WORK TO COMPLETE
The response should consist of every line below, unchanged.

Stored items
//! Boundary to the peer-to-peer network.
//!
//! The engine only talks to the network through [`PeerNetwork`]: connect, search and
//! download. Bytes land in a [`Destination`] chosen by the caller, and progress is
//! reported through a callback.

use std::sync::Arc;

use async_trait::async_trait;
use seek_core::{SearchResult, Transfer};
use tokio_util::sync::CancellationToken;

pub mod destination;
pub mod local;
pub mod ranking;

pub use destination::Destination;
pub use local::LocalShareNetwork;
pub use ranking::{MEDIA_FILE_EXTENSIONS, RankTarget, SearchFilters, rank_candidates};

/// Login details for the network.
#[derive(Debug, Clone, Default)]
pub struct Credentials {
    pub username: String,
    pub password: String,
    pub listen_port: u16,
}

/// One file inside a peer's search response.
#[derive(Debug, Clone, PartialEq, Eq)]
pub struct SharedFile {
    pub path: String,
    pub size: u64,
}

/// All matching files one peer returned for a search.
#[derive(Debug, Clone)]
pub struct SearchResponse {
    pub peer: String,
    pub has_free_upload_slot: bool,
    pub upload_speed: u32,
    pub files: Vec<SharedFile>,
}

/// Identifies the file to download.
#[derive(Debug, Clone, PartialEq, Eq)]
pub struct TransferRequest {
    pub peer: String,
    pub remote_path: String,
    /// Declared size in bytes.
    pub size: u64,
}

impl From<&SearchResult> for TransferRequest {
    fn from(result: &SearchResult) -> Self {
        Self {
            peer: result.peer.clone(),
            remote_path: result.remote_path.clone(),
            size: result.size,
        }
    }
}

/// A progress report for an ongoing transfer.
#[derive(Debug, Clone, Copy, PartialEq)]
pub struct TransferProgress {
    pub bytes_transferred: u64,
    pub size: u64,
    /// Average speed since the transfer started, in bytes per second.
    pub average_speed: f64,
}

impl TransferProgress {
    pub fn percent_complete(&self) -> f64 {
        if self.size == 0 {
            return 100.0;
        }
        (self.bytes_transferred as f64 / self.size as f64 * 100.0).min(100.0)
    }
}

/// Callback invoked by the network for every progress update.
pub type ProgressFn = Arc<dyn Fn(TransferProgress) + Send + Sync>;

#[async_trait]
pub trait PeerNetwork: Send + Sync {
    /// Connects and logs in. Calling it again on a connected client is harmless.
    async fn connect(&self, credentials: &Credentials) -> Result<(), String>;

    /// Runs a free-text search and returns the raw, unranked responses.
    async fn search(&self, query: &str) -> Result<Vec<SearchResponse>, String>;

    /// Downloads one file into `destination`.
    ///
    /// Implementations must stop promptly once `cancel` fires and return an error.
    async fn download(
        &self,
        request: &TransferRequest,
        destination: &mut Destination,
        cancel: CancellationToken,
        progress: ProgressFn,
    ) -> Result<Transfer, String>;
}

ANSWER BOX
//! Boundary to the peer-to-peer network.
//!
//! The engine only talks to the network through [`PeerNetwork`]: connect, search and
//! download. Bytes land in a [`Destination`] chosen by the caller, and progress is
//! reported through a callback.

use std::sync::Arc;

use async_trait::async_trait;
use seek_core::{SearchResult, Transfer};
use tokio_util::sync::CancellationToken;

pub mod destination;
pub mod local;
pub mod ranking;

pub use destination::Destination;
pub use local::LocalShareNetwork;
pub use ranking::{MEDIA_FILE_EXTENSIONS, RankTarget, SearchFilters, rank_candidates};

/// Login details for the network.
#[derive(Debug, Clone, Default)]
pub struct Credentials {
    pub username: String,
    pub password: String,
    pub listen_port: u16,
}

/// One file inside a peer's search response.
#[derive(Debug, Clone, PartialEq, Eq)]
pub struct SharedFile {
    pub path: String,
    pub size: u64,
}

/// All matching files one peer returned for a search.
#[derive(Debug, Clone)]
pub struct SearchResponse {
    pub peer: String,
    pub has_free_upload_slot: bool,
    pub upload_speed: u32,
    pub files: Vec<SharedFile>,
}

/// Identifies the file to download.
#[derive(Debug, Clone, PartialEq, Eq)]
pub struct TransferRequest {
    pub peer: String,
    pub remote_path: String,
    /// Declared size in bytes.
    pub size: u64,
}

impl From<&SearchResult> for TransferRequest {
    fn from(result: &SearchResult) -> Self {
        Self {
            peer: result.peer.clone(),
            remote_path: result.remote_path.clone(),
            size: result.size,
        }
    }
}

/// A progress report for an ongoing transfer.
#[derive(Debug, Clone, Copy, PartialEq)]
pub struct TransferProgress {
    pub bytes_transferred: u64,
    pub size: u64,
    /// Average speed since the transfer started, in bytes per second.
    pub average_speed: f64,
}

impl TransferProgress {
    pub fn percent_complete(&self) -> f64 {
        if self.size == 0 {
            return 100.0;
        }
        (self.bytes_transferred as f64 / self.size as f64 * 100.0).min(100.0)
    }
}

/// Callback invoked by the network for every progress update.
pub type ProgressFn = Arc<dyn Fn(TransferProgress) + Send + Sync>;

#[async_trait]
pub trait PeerNetwork: Send + Sync {
    /// Connects and logs in. Calling it again on a connected client is harmless.
    async fn connect(&self, credentials: &Credentials) -> Result<(), String>;

    /// Runs a free-text search and returns the raw, unranked responses.
    async fn search(&self, query: &str) -> Result<Vec<SearchResponse>, String>;

    /// Downloads one file into `destination`.
    ///
    /// Implementations must stop promptly once `cancel` fires and return an error.
    async fn download(
        &self,
        request: &TransferRequest,
        destination: &mut Destination,
        cancel: CancellationToken,
        progress: ProgressFn,
    ) -> Result<Transfer, String>;
}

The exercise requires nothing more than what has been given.